ASOs against miR-21 Altered Global Gene Expression of Tumor Tissue, and DUSP8 Was a New Target of miR-21

Human CRC SW620 cells were injected subcutaneously into the right flank of BALB/c nude mice (n = 10 per group). Seven days later, the plasmid of p-miR-21-ASOs (100 μg) or p-Cont (100 μg) was locally given by subcutaneous injection into the tumor tissues of nude mice four times every 3 days. Six days after the last injection, tumor tissues were collected.
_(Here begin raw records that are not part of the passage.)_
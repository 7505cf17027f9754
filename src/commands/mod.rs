pub mod import;

pub use import::{handle_import, run_import, ImportRequest};
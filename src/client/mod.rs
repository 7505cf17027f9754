pub mod elab_client;

pub use elab_client::ElabClient;
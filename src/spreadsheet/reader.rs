//! Read the user list from an XLSX workbook.
//!
//! The first row of the worksheet holds the column titles, every following
//! non-empty row becomes one [`AssignmentRow`].

use calamine::{open_workbook, Data, Reader, Xlsx};
use std::collections::HashMap;
use std::path::Path;

use crate::constants::NA_VALUES;
use crate::error::{ImportError, ImportResult};
use crate::logging::log_info;
use crate::models::AssignmentRow;
use crate::spreadsheet::columns::{ColumnMap, Field};

#[derive(Debug, Clone, Default)]
pub struct ReadOptions {
    /// Worksheet to read, the first one when unset
    pub sheet: Option<String>,
    pub columns: ColumnMap,
}

/// Read all assignment rows of the selected worksheet.
pub fn read_assignments<P: AsRef<Path>>(path: P, options: &ReadOptions) -> ImportResult<Vec<AssignmentRow>> {
    let path = path.as_ref();
    let mut workbook: Xlsx<_> = open_workbook(path).map_err(|e| {
        ImportError::Spreadsheet(format!("Failed to open {}: {}", path.display(), e))
    })?;

    let sheet_names = workbook.sheet_names();
    let sheet_name = match &options.sheet {
        Some(name) => sheet_names
            .iter()
            .find(|candidate| candidate.as_str() == name.as_str())
            .cloned()
            .ok_or_else(|| {
                ImportError::Spreadsheet(format!(
                    "Worksheet '{}' not found in {} (available: {})",
                    name,
                    path.display(),
                    sheet_names.join(", ")
                ))
            })?,
        None => sheet_names.first().cloned().ok_or_else(|| {
            ImportError::Spreadsheet(format!("{} contains no worksheets", path.display()))
        })?,
    };

    let range = workbook.worksheet_range(&sheet_name).map_err(|e| {
        ImportError::Spreadsheet(format!("Failed to read sheet '{}': {}", sheet_name, e))
    })?;

    let first_row = range.start().map(|(row, _)| row as usize).unwrap_or(0);
    let rows: Vec<Vec<Data>> = range.rows().map(|r| r.to_vec()).collect();

    let assignments = rows_to_assignments(&rows, first_row, &options.columns)?;
    log_info(&format!(
        "Read {} rows from sheet '{}' of {}",
        assignments.len(),
        sheet_name,
        path.display()
    ));

    Ok(assignments)
}

/// Turn raw worksheet rows into assignments. `first_row` is the zero-based
/// worksheet index of `rows[0]`, used to report spreadsheet line numbers.
pub fn rows_to_assignments(
    rows: &[Vec<Data>],
    first_row: usize,
    columns: &ColumnMap,
) -> ImportResult<Vec<AssignmentRow>> {
    let Some(header_row) = rows.first() else {
        return Err(ImportError::Spreadsheet("Worksheet is empty".to_string()));
    };

    let mut positions: HashMap<Field, usize> = HashMap::new();
    for (col_idx, cell) in header_row.iter().enumerate() {
        let Some(title) = cell_text(cell) else { continue };
        if let Some(field) = columns.field_for_header(&title) {
            positions.entry(field).or_insert(col_idx);
        }
    }

    if !positions.contains_key(&Field::Email) {
        return Err(ImportError::Spreadsheet(format!(
            "Required column '{}' not found in header row",
            columns.primary_header(Field::Email)
        )));
    }

    let mut assignments = Vec::new();

    for (offset, row) in rows.iter().enumerate().skip(1) {
        let value = |field: Field| {
            positions
                .get(&field)
                .and_then(|idx| row.get(*idx))
                .and_then(cell_text)
        };

        let assignment = AssignmentRow {
            row_number: first_row + offset + 1,
            email: value(Field::Email),
            team: value(Field::Team),
            group: value(Field::Group),
            firstname: value(Field::FirstName),
            lastname: value(Field::LastName),
        };

        // Skip empty rows
        if assignment.email.is_none()
            && assignment.team.is_none()
            && assignment.group.is_none()
            && assignment.firstname.is_none()
            && assignment.lastname.is_none()
        {
            continue;
        }

        assignments.push(assignment);
    }

    Ok(assignments)
}

/// Cell content as trimmed text; empty cells and NA markers yield `None`.
fn cell_text(cell: &Data) -> Option<String> {
    let text = match cell {
        Data::Empty | Data::Error(_) => return None,
        Data::String(s) => s.trim().to_string(),
        Data::Int(i) => i.to_string(),
        Data::Float(f) => {
            if f.fract() == 0.0 && *f >= i64::MIN as f64 && *f <= i64::MAX as f64 {
                (*f as i64).to_string()
            } else {
                f.to_string()
            }
        }
        Data::Bool(b) => b.to_string(),
        Data::DateTime(dt) => format!("{}", dt),
        Data::DateTimeIso(s) => s.trim().to_string(),
        Data::DurationIso(s) => s.trim().to_string(),
    };

    if text.is_empty() || NA_VALUES.contains(&text.as_str()) {
        None
    } else {
        Some(text)
    }
}

#[cfg(test)]
mod tests {
    use super::*;

    fn s(value: &str) -> Data {
        Data::String(value.to_string())
    }

    fn header() -> Vec<Data> {
        vec![s("Nachname"), s("Vorname"), s("E-Mail"), s("Team"), s("Gruppe")]
    }

    #[test]
    fn test_rows_are_trimmed_and_numbered() {
        let rows = vec![
            header(),
            vec![s("Doe"), s("Jane"), s("  jane@example.com "), s(" Biology"), s("Lab A ")],
        ];

        let assignments = rows_to_assignments(&rows, 0, &ColumnMap::default()).unwrap();
        assert_eq!(assignments.len(), 1);

        let row = &assignments[0];
        assert_eq!(row.row_number, 2);
        assert_eq!(row.email.as_deref(), Some("jane@example.com"));
        assert_eq!(row.team.as_deref(), Some("Biology"));
        assert_eq!(row.group.as_deref(), Some("Lab A"));
        assert_eq!(row.label(), "Jane Doe <jane@example.com>");
    }

    #[test]
    fn test_empty_and_na_cells_are_absent() {
        let rows = vec![
            header(),
            vec![s("Doe"), s("Jane"), s("jane@example.com"), s("Biology"), s("NA")],
            vec![s("Roe"), s("Rick"), s("rick@example.com"), Data::Empty, s("   ")],
        ];

        let assignments = rows_to_assignments(&rows, 0, &ColumnMap::default()).unwrap();
        assert_eq!(assignments[0].group, None);
        assert_eq!(assignments[1].team, None);
        assert_eq!(assignments[1].group, None);
        assert!(!assignments[1].has_work());
    }

    #[test]
    fn test_blank_rows_are_skipped() {
        let rows = vec![
            header(),
            vec![Data::Empty, Data::Empty, Data::Empty, Data::Empty, Data::Empty],
            vec![s("Doe"), s("Jane"), s("jane@example.com"), s("Biology"), Data::Empty],
        ];

        let assignments = rows_to_assignments(&rows, 0, &ColumnMap::default()).unwrap();
        assert_eq!(assignments.len(), 1);
        assert_eq!(assignments[0].row_number, 3);
    }

    #[test]
    fn test_short_rows_and_offset() {
        let rows = vec![
            vec![s("E-Mail"), s("Team")],
            vec![s("jane@example.com")],
        ];

        let assignments = rows_to_assignments(&rows, 4, &ColumnMap::default()).unwrap();
        assert_eq!(assignments[0].row_number, 6);
        assert_eq!(assignments[0].team, None);
    }

    #[test]
    fn test_numeric_cells_become_text() {
        let rows = vec![
            vec![s("E-Mail"), s("Team")],
            vec![s("jane@example.com"), Data::Float(42.0)],
        ];

        let assignments = rows_to_assignments(&rows, 0, &ColumnMap::default()).unwrap();
        assert_eq!(assignments[0].team.as_deref(), Some("42"));
    }

    #[test]
    fn test_missing_email_column_is_fatal() {
        let rows = vec![vec![s("Name"), s("Team")], vec![s("Jane"), s("Biology")]];

        match rows_to_assignments(&rows, 0, &ColumnMap::default()) {
            Err(ImportError::Spreadsheet(msg)) => assert!(msg.contains("E-Mail")),
            other => panic!("Expected spreadsheet error, got {:?}", other),
        }
    }

    #[test]
    fn test_empty_sheet_is_fatal() {
        assert!(matches!(
            rows_to_assignments(&[], 0, &ColumnMap::default()),
            Err(ImportError::Spreadsheet(_))
        ));
    }
}
pub mod report;

pub use report::{print_banner, print_row_outcome, print_summary};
Global gene expression was analyzed and matched using cDNA microarray chip. (A) Gene fold change of all upregulation and downregulation genes. (B) Prediction of 18 target genes using MIRDB (http://www.mirdb.org) and TargetScan (http://www.targetscan.org) and (C) calculation of fold change in expression from microarray chip. (D) Expression of five genes, which were upregulated, was determined using real-time PCR. (E) Human CRC SW620 cells were transiently transfected with p-miR-21-ASOs (2.5 μg) or p-Cont (2.5 μg) in vitro. Forty-eight hours later, cells were collected, and expression of the indicated genes was detected using real-time PCR. (F) TargetScan, RNA22-SHA (https://cm.jefferson.edu/rna22/), and MIRDB had intersection elements with microarray chip using Venn analysis. (G) Putative miR-21-5p-binding sites in the 3′-UTR of human DUSP8 and (H) the result of dual luciferase reporter assay were shown. The protein level of DUSP8 in tumor tissues was analyzed using (I) western blot and (J) immunohistochemical staining (200× and 400×). *p < 0.05 and **p < 0.01.